Highest Ever Corn Bills to Curb Hog Farm Profits

by 5m Editor
5 January 2012, at 7:04am

SOUTH AMERICA - The revival in crop prices on South America weather concerns has left livestock farmers on track for their most expensive year for corn, crimping hopes for hog farm profitability.

Purdue University cut by one-third, to $10 an animal, its estimate for hog farm profitability this year, the weakest margin since the sector's 2008-09 recession.

The decline reflects in part lower hog values, with the university trimming to $65 a hundredweight, from a November forecast of $67 a hundredweight, its estimates for average 2012 prices.

However, the revision also factored in a corn price of $6.18 a bushel for calendar 2012, based on the average that growers of the grain will receive, Chris Hurt, Purdue professor of agricultural economics, said.

"The $6.18 [figure] would be the highest annual price ever, exceeding calendar year 2011 at $5.99 a bushel," Professor Hurt told

"This most recent increase of about $0.70 per bushel in corn prices from mid-December, from a bit under $6.00 a bushel on the July 2012 contract, has reduced the optimism for hog profitability over the past three weeks."
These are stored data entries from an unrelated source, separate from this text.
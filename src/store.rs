//! Per-run aggregation of parsed records keyed by file id

use crate::error::{AnalysisError, Result};
use serde::{Deserialize, Serialize};
use std::cmp::Ordering;
use std::collections::btree_map::{self, BTreeMap};
use std::fmt;
use std::path::Path;

/// Key derived from the trailing numeric component of an input path
///
/// Ids order numerically (`"9" < "10"`), which fixes the order in which a
/// store is iterated and therefore which file wins an extremum tie.
#[derive(Debug, Clone, PartialEq, Eq, Hash, Serialize, Deserialize)]
#[serde(transparent)]
pub struct FileId(String);

impl FileId {
    pub fn new(id: impl Into<String>) -> Self {
        Self(id.into())
    }

    /// Derive the id from the digits that end `path`
    pub fn from_path(path: &Path) -> Result<Self> {
        Self::from_path_with_suffix(path, "")
    }

    /// Derive the id from the digits that immediately precede `suffix` at
    /// the end of `path` (e.g. `"log17.txt"` with suffix `".txt"`)
    pub fn from_path_with_suffix(path: &Path, suffix: &str) -> Result<Self> {
        let unresolvable = || AnalysisError::UnresolvableFileId {
            path: path.to_path_buf(),
        };

        let text = path.to_str().ok_or_else(unresolvable)?;
        let stem = text.strip_suffix(suffix).ok_or_else(unresolvable)?;
        let digits = stem.len()
            - stem
                .chars()
                .rev()
                .take_while(char::is_ascii_digit)
                .count();

        let id = &stem[digits..];
        if id.is_empty() {
            return Err(unresolvable());
        }
        Ok(Self(id.to_string()))
    }

    pub fn as_str(&self) -> &str {
        &self.0
    }

    fn significant(&self) -> &str {
        let trimmed = self.0.trim_start_matches('0');
        if trimmed.is_empty() && !self.0.is_empty() {
            "0"
        } else {
            trimmed
        }
    }
}

impl Ord for FileId {
    fn cmp(&self, other: &Self) -> Ordering {
        let (a, b) = (self.significant(), other.significant());
        a.len()
            .cmp(&b.len())
            .then_with(|| a.cmp(b))
            .then_with(|| self.0.cmp(&other.0))
    }
}

impl PartialOrd for FileId {
    fn partial_cmp(&self, other: &Self) -> Option<Ordering> {
        Some(self.cmp(other))
    }
}

impl fmt::Display for FileId {
    fn fmt(&self, f: &mut fmt::Formatter<'_>) -> fmt::Result {
        f.write_str(&self.0)
    }
}

impl From<u32> for FileId {
    fn from(n: u32) -> Self {
        Self(n.to_string())
    }
}

/// Records of one analysis run, keyed by file id
///
/// A store is created per run and handed to the statistics stage; nothing
/// survives between runs unless the caller keeps the store.
#[derive(Debug, Clone)]
pub struct AggregationStore<R> {
    records: BTreeMap<FileId, R>,
}

impl<R> Default for AggregationStore<R> {
    fn default() -> Self {
        Self {
            records: BTreeMap::new(),
        }
    }
}

impl<R> AggregationStore<R> {
    pub fn new() -> Self {
        Self::default()
    }

    /// Drop every record so the store can serve a new run
    pub fn reset(&mut self) {
        self.records.clear();
    }

    /// Insert or overwrite the record for `id`
    pub fn put(&mut self, id: FileId, record: R) -> Option<R> {
        self.records.insert(id, record)
    }

    pub fn get(&self, id: &FileId) -> Option<&R> {
        self.records.get(id)
    }

    pub fn all(&self) -> &BTreeMap<FileId, R> {
        &self.records
    }

    pub fn iter(&self) -> btree_map::Iter<'_, FileId, R> {
        self.records.iter()
    }

    pub fn len(&self) -> usize {
        self.records.len()
    }

    pub fn is_empty(&self) -> bool {
        self.records.is_empty()
    }

    /// Project every record to one number, in file-id order
    pub fn series<F>(&self, mut project: F) -> Vec<(FileId, f64)>
    where
        F: FnMut(&R) -> f64,
    {
        self.records
            .iter()
            .map(|(id, record)| (id.clone(), project(record)))
            .collect()
    }
}

impl<'a, R> IntoIterator for &'a AggregationStore<R> {
    type Item = (&'a FileId, &'a R);
    type IntoIter = btree_map::Iter<'a, FileId, R>;

    fn into_iter(self) -> Self::IntoIter {
        self.records.iter()
    }
}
Corn prices have been lifted by fears for the impact of hot and dry weather on crops in Argentina and southern Brazil, concerns which have raised soybeans too, as well as reviving values of other grains.

The US Department of Agriculture estimates farmgate corn prices averaging $5.90-6.90 a bushel for the 2011-12 crop year.

Hog farmers' prospects would have been even worse if they had not followed a "prudent path" by limiting plans for expanding herds, as highlighted in a USDA report late last month.

Producers plan slightly higher farrowings in the December-to-February period, but fewer in the following months than a year before, the quarterly Hogs and Pigs briefing said.

"March-to-May farrowing intentions were significantly lower than expected and somewhat lower than a [marginally larger] breeding herd would suggest," Paragon Consulting and Steiner Consulting said.

Professor Hurt said that while the data implied a rise in US pork production of 2-2.5 per cent in 2012, "most of that increase is due to more pigs per litter rather than from larger farrowings".

"Pork producers have remained cautious about expansion," he added, attributing this response to a difficult outlook for US and European economies, memories of large losses in 2008 and 2009 and to "uncertainty" in feed prices.

Meanwhile, demand will be spurred both by US exports, set for a record in 2012, and in the domestic market by lower supplies of other meats on a per capita basis.

"Beef availability will be down about 6 per cent, with poultry supplies per person down about 3 per cent," Professor Hurt said, a factor which would keep hog prices relatively firm and meant that "another year of profitability is likely."